The Danger Zone: Early Childhood — From approximately ages 2 to 10, the ASD brain enters a critical phase marked by synaptic overload. During this time, the brain already suffers from a 50% surplus of dendritic spines due to failed pruning and mTOR overactivity. Introducing a regimen that boosts glutamate signaling is contraindicated, as it risks excitotoxicity and may exacerbate core symptoms such as sensory hypersensitivity—essentially acting as “fuel to the fire.” The Regimen in question involves a core agent of DXM combined with a CYP2D6 inhibitor, while amplifiers like Piracetam and Glutamine enhance its effects. This stack mimics ketamine by blocking NMDA receptors (via DXM) to induce a glutamate surge; Piracetam channels this surge through AMPA receptors, and Glutamine fuels the presynaptic glutamate pool. While the resulting neuroplasticity cascade is potent, its effect is entirely dependent on the brain’s developmental state. The Therapeutic Window opens post age 10, when ASD brain development shifts toward hypo-connectivity and synaptic depletion. In adolescence and adulthood, this same regimen—now acting on a substrate of under-connectivity—can be beneficial. The controlled glutamate burst and associated BDNF release may help remodel neural circuits, rebalance the excitation/inhibition ratio, and repair long-range connectivity deficits.

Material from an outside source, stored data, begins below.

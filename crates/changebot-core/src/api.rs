//! Changelog API client
//!
//! Thin facade over a [`ChangelogTransport`] for the three endpoints the
//! provider uses:
//!
//! - `GET {base}/updates`
//! - `GET {base}/users/{userId}`
//! - `PATCH {base}/users/{userId}` with `{last_seen_at, data?}`
//!
//! `{base}` is `{api_base}/widgets/{slug}` in slug mode, or the caller's URL
//! in url mode. Every method logs failures as warnings and returns `None` or
//! `false` instead of an error.

use std::sync::Arc;

use serde::{Deserialize, Serialize};
use serde_json::Value;
use tracing::{debug, warn};

use crate::error::{Error, Result};
use crate::traits::ChangelogTransport;
use crate::updates::format_timestamp_ms;

/// Where a provider's data lives
#[derive(Debug, Clone, PartialEq, Eq)]
pub enum Endpoint {
    /// Hosted changelog under the API root
    Slug {
        /// API root, e.g. `https://api.changebot.ai/v1`
        api_base: String,
        /// Changelog slug
        slug: String,
    },
    /// Caller-supplied updates feed URL
    Url(String),
}

impl Endpoint {
    /// Pick the endpoint from a slug or a URL; slug wins
    pub fn resolve(api_base: &str, slug: Option<&str>, url: Option<&str>) -> Result<Self> {
        match (slug.filter(|s| !s.is_empty()), url.filter(|u| !u.is_empty())) {
            (Some(slug), _) => Ok(Endpoint::Slug {
                api_base: api_base.trim_end_matches('/').to_string(),
                slug: slug.to_string(),
            }),
            (None, Some(url)) => Ok(Endpoint::Url(url.to_string())),
            (None, None) => Err(Error::invalid_input("Either slug or url must be provided")),
        }
    }

    /// Base for user-tracking routes
    ///
    /// In url mode a trailing `/updates` segment is stripped so the feed URL
    /// and the tracking routes share one base.
    pub fn base(&self) -> String {
        match self {
            Endpoint::Slug { api_base, slug } => {
                format!("{}/widgets/{}", api_base, encode_path_segment(slug))
            }
            Endpoint::Url(url) => {
                let trimmed = url.trim_end_matches('/');
                trimmed
                    .strip_suffix("/updates")
                    .unwrap_or(trimmed)
                    .to_string()
            }
        }
    }

    /// URL the updates feed is fetched from
    pub fn updates_url(&self) -> String {
        match self {
            Endpoint::Slug { .. } => format!("{}/updates", self.base()),
            Endpoint::Url(url) => url.clone(),
        }
    }

    /// URL of one user's tracking record
    pub fn user_url(&self, user_id: &str) -> String {
        format!("{}/users/{}", self.base(), encode_path_segment(user_id))
    }
}

/// Remote user-tracking record
#[derive(Debug, Clone, PartialEq, Serialize, Deserialize)]
pub struct UserTracking {
    /// User id as the server reports it
    #[serde(default)]
    pub id: Value,
    /// ISO-8601; `None` when the server has never seen this user
    #[serde(default)]
    pub last_seen_at: Option<String>,
}

/// Changelog API client
#[derive(Clone)]
pub struct ApiClient {
    transport: Arc<dyn ChangelogTransport>,
    endpoint: Endpoint,
}

impl std::fmt::Debug for ApiClient {
    fn fmt(&self, f: &mut std::fmt::Formatter<'_>) -> std::fmt::Result {
        f.debug_struct("ApiClient")
            .field("transport", &self.transport.transport_name())
            .field("endpoint", &self.endpoint)
            .finish()
    }
}

impl ApiClient {
    /// Create a client for an endpoint
    pub fn new(transport: Arc<dyn ChangelogTransport>, endpoint: Endpoint) -> Self {
        Self {
            transport,
            endpoint,
        }
    }

    /// The endpoint this client talks to
    pub fn endpoint(&self) -> &Endpoint {
        &self.endpoint
    }

    /// Fetch the raw updates payload
    pub async fn fetch_updates(&self) -> Option<Value> {
        let url = self.endpoint.updates_url();
        match self.transport.get_json(&url).await {
            Ok(body) => Some(body),
            Err(e) => {
                warn!("Failed to fetch updates from {}: {}", url, e);
                None
            }
        }
    }

    /// Fetch a user's tracking record
    pub async fn fetch_user_tracking(&self, user_id: &str) -> Option<UserTracking> {
        let url = self.endpoint.user_url(user_id);
        let body = match self.transport.get_json(&url).await {
            Ok(body) => body,
            Err(e) => {
                warn!("Failed to fetch user tracking for {}: {}", user_id, e);
                return None;
            }
        };
        match serde_json::from_value::<UserTracking>(body) {
            Ok(tracking) => Some(tracking),
            Err(e) => {
                warn!("Malformed user tracking response for {}: {}", user_id, e);
                None
            }
        }
    }

    /// Record that a user has seen everything up to `last_seen_ms`
    pub async fn update_user_tracking(
        &self,
        user_id: &str,
        last_seen_ms: i64,
        data: Option<&Value>,
    ) -> bool {
        let Some(last_seen_at) = format_timestamp_ms(last_seen_ms) else {
            warn!("Refusing to send out-of-range last_seen_at {}", last_seen_ms);
            return false;
        };

        let mut body = serde_json::json!({ "last_seen_at": last_seen_at });
        if let Some(data) = data {
            body["data"] = data.clone();
        }

        let url = self.endpoint.user_url(user_id);
        match self.transport.patch_json(&url, &body).await {
            Ok(()) => {
                debug!("Updated user tracking for {}", user_id);
                true
            }
            Err(e) => {
                warn!("Failed to update user tracking for {}: {}", user_id, e);
                false
            }
        }
    }
}

/// Percent-encode everything outside the RFC 3986 unreserved set
fn encode_path_segment(segment: &str) -> String {
    let mut out = String::with_capacity(segment.len());
    for byte in segment.bytes() {
        match byte {
            b'A'..=b'Z' | b'a'..=b'z' | b'0'..=b'9' | b'-' | b'_' | b'.' | b'~' => {
                out.push(byte as char)
            }
            _ => out.push_str(&format!("%{:02X}", byte)),
        }
    }
    out
}

#[cfg(test)]
mod tests {
    use super::*;

    #[test]
    fn slug_endpoint_urls() {
        let endpoint = Endpoint::resolve("https://api.changebot.ai/v1/", Some("acme"), None).unwrap();
        assert_eq!(
            endpoint.updates_url(),
            "https://api.changebot.ai/v1/widgets/acme/updates"
        );
        assert_eq!(
            endpoint.user_url("user 1"),
            "https://api.changebot.ai/v1/widgets/acme/users/user%201"
        );
    }

    #[test]
    fn url_endpoint_uses_raw_feed_url() {
        let endpoint =
            Endpoint::resolve("https://ignored", None, Some("http://localhost:3000/updates")).unwrap();
        assert_eq!(endpoint.updates_url(), "http://localhost:3000/updates");
        assert_eq!(endpoint.user_url("u1"), "http://localhost:3000/users/u1");
    }

    #[test]
    fn slug_wins_over_url() {
        let endpoint = Endpoint::resolve("https://api", Some("acme"), Some("http://x")).unwrap();
        assert!(matches!(endpoint, Endpoint::Slug { .. }));
    }

    #[test]
    fn neither_slug_nor_url_is_an_error() {
        assert!(Endpoint::resolve("https://api", None, None).is_err());
        assert!(Endpoint::resolve("https://api", Some(""), Some("")).is_err());
    }

    #[test]
    fn tracking_record_accepts_null_last_seen() {
        let tracking: UserTracking =
            serde_json::from_value(serde_json::json!({"id": "u1", "last_seen_at": null})).unwrap();
        assert!(tracking.last_seen_at.is_none());
    }
}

Glutamine adds a complementary benefit during adolescence. Chronic stress and low-grade inflammation can deplete presynaptic glutamate stores and accelerate synaptic loss; supplementing glutamine replenishes that pool and dampens cytokine-driven toxicity (25,26). Early case series—ranging from trauma-linked somatic complaints to treatment-resistant obsessive–compulsive symptoms—report rapid, durable gains when DXM, piracetam, and glutamine are layered onto a CYP2D6-blocking SSRI (27,28,29). Because all components are inexpensive and orally available, the regimen could democratize ketamine-like circuit repair for adolescents and adults with ASD who exhibit mTOR-related dysregulation. Still, systematic trials are essential to fine-tune dosing, confirm durability, and ensure that late-stage pruning is enhanced—rather than reversed—by the intervention (18,19).
Summary
This review underscores that timing is everything when considering the Cheung glutamatergic protocol for autism. In children younger than about ten, autistic brains already carry an excess of poorly pruned excitatory synapses—often reflected in larger head size and heightened sensory reactivity—so further boosting glutamate transmission or mTOR activity could harden behavioral rigidity and even trigger excitotoxic damage. By contrast, once individuals reach adolescence and synaptic density begins to fall, the same drug combination may prove beneficial: transient NMDA blockade paired with AMPA facilitation and glutamine support can help rebalance excitation and inhibition, replenish depleted neurotransmitter stores, and translate into sharper executive skills and improved social engagement, all without the developmental hazards seen in younger brains.